The problem might also be that we’ve recategorised so much of our social and home lives as 'admin'. For example, my current to-do list includes sending a long Twitter DM, replying to an email from my parents and buying a rug off eBay. Whatever the cause, it seems the backlash has begun. Corbel’s illustration is spreading across the internet, and with it a raft of new articles examining our obsession with life at the grindstone. In October, Nat Eliason coined the term 'struggle porn', "a masochistic obsession with pushing yourself harder, listening to people tell you to work harder, and broadcasting how hard you’re working". Last month on Man Repeller, journalist Philip Ellis asked whether 2018’s love of hustle is paying off for anyone other than the companies we toil for. And this article in The Economist pointed to three separate studies that all suggest our productivity might actually decrease when we put more hours in.
Meanwhile in Scandinavia (you felt calmer as soon as you read that, didn’t you?), buzz around the six-hour working day has been growing, with trials generally finding that workers are happier, healthier and no less productive. UK companies such as Advice Direct Scotland and Cardiff-based IndyCube have switched to a four-day working week, while the Trades Union Congress (TUC) wants to see every business follow suit by the end of the century. We’ll be dead by then, of course. But possibly not from a stress-induced aneurysm.
Of course, none of this means that hard work is the enemy. Rather, the whole point of productivity should be finding ways to work more efficiently so we can spend less time doing it.
"We operate in a culture of constant distraction," says Dr Anna Akbari, author of Startup Your Life: Hustle and Hack Your Way To Happiness. "This makes it harder to focus and be productive, and it also creates a million tiny 'tasks' that tug at us – be it responding to someone on social media or a (likely non-urgent) phone notification begging for our attention. These distractions, on top of managing multiple gigs and income streams, can leave us feeling overextended and defeated."

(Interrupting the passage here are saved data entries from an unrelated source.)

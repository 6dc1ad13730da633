use std::{net::SocketAddr, sync::Arc};

use async_trait::async_trait;

/// A bidirectional async byte stream.
///
/// Rust trait objects can only have a single non-auto "principal" trait, so we
/// wrap `AsyncRead + AsyncWrite` into a single trait.
pub trait AsyncStream: tokio::io::AsyncRead + tokio::io::AsyncWrite {}
impl<T> AsyncStream for T where T: tokio::io::AsyncRead + tokio::io::AsyncWrite + ?Sized {}

pub type BoxedStream = Box<dyn AsyncStream + Unpin + Send>;

pub type SharedSession = Arc<dyn TransportSession>;

/// Close code sent when a client gives up on a broken session or a tunnel
/// listener is closed.
pub const LISTENER_CLOSE_CODE: u32 = 100;
pub const LISTENER_CLOSE_REASON: &str = "die";

#[derive(Debug, thiserror::Error)]
pub enum TransportError {
    #[error("tunnel: listener closed")]
    ListenerClosed,
    #[error("tunnel: session closed")]
    SessionClosed,
}

/// Returns true when `err` means the session listener is gone for good.
pub fn is_listener_closed(err: &anyhow::Error) -> bool {
    matches!(
        err.downcast_ref::<TransportError>(),
        Some(TransportError::ListenerClosed)
    )
}

/// Dial/listen half of the multiplexed transport.
#[async_trait]
pub trait Transport: Send + Sync {
    fn name(&self) -> &'static str;
    async fn listen(&self, addr: &str) -> anyhow::Result<Box<dyn TransportListener>>;
    async fn dial(&self, addr: &str) -> anyhow::Result<SharedSession>;
}

#[async_trait]
pub trait TransportListener: Send + Sync {
    async fn accept(&self) -> anyhow::Result<SharedSession>;
    fn local_addr(&self) -> Option<SocketAddr>;
    async fn close(&self);
}

/// One multiplexed connection to a single remote peer.
#[async_trait]
pub trait TransportSession: Send + Sync {
    async fn open_stream(&self) -> anyhow::Result<BoxedStream>;
    async fn accept_stream(&self) -> anyhow::Result<BoxedStream>;
    async fn close(&self, code: u32, reason: &str);
    /// Resolves once, when the session is permanently gone.
    async fn closed(&self);
    fn remote_addr(&self) -> Option<SocketAddr>;
    fn local_addr(&self) -> Option<SocketAddr>;
}

/// Identity comparison of two sessions (same allocation).
pub fn same_session(a: &SharedSession, b: &SharedSession) -> bool {
    std::ptr::addr_eq(Arc::as_ptr(a), Arc::as_ptr(b))
}

#[cfg(test)]
pub mod mem;
pub mod quic;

It’s the difference between climbing a mountain and walking on a treadmill – we need the satisfaction of reaching a summit, not just an endless slog towards a never-nearing horizon. And sometimes, we just need to sit on a sofa and stare at a wall.
"I don't think there's anything wrong with working hard in your spare time, but now I'm giving myself permission to do things just because they're fun," says Amy, who has taken up watercolour painting for no professional purpose whatsoever. "I'd rather be happy than super productive."

I’d like to hear more stories of people who go home at 5pm to do a giant jigsaw.

In a culture where we spend so much time hyping each other up and telling ourselves we can do anything, there is perhaps no more radical message than adding: "...but you don't have to." Instead of another story about a successful person who dug deep and achieved their impossible dream, I’d like to hear more stories of people who go home at 5pm to do a giant jigsaw. Most crucially, we need those stories from women. Because when it comes to productivity, the patriarchy has us cornered. So often we feel we have to work twice as hard as men to prove ourselves worthy of success, and yet it’s also in The Man’s interest to keep us this busy.
"In a capitalist system, work is success and success leads to happiness," points out France Corbel. "But I'm not sure that seeing happiness as another goal you need to work on is very healthy. We need boredom to be creative, we need rest to be able to do what we want, we need time to take stock and evolve."
"The things that inspire us don't always yield immediate productivity – but that doesn't mean they lack value; quite the opposite. We all need to define our own metric for success," agrees Dr Akbari.
So I’m defining mine. If I work hard enough to buy myself the fancy coffee in the pot, then that’s successful. That’s enough.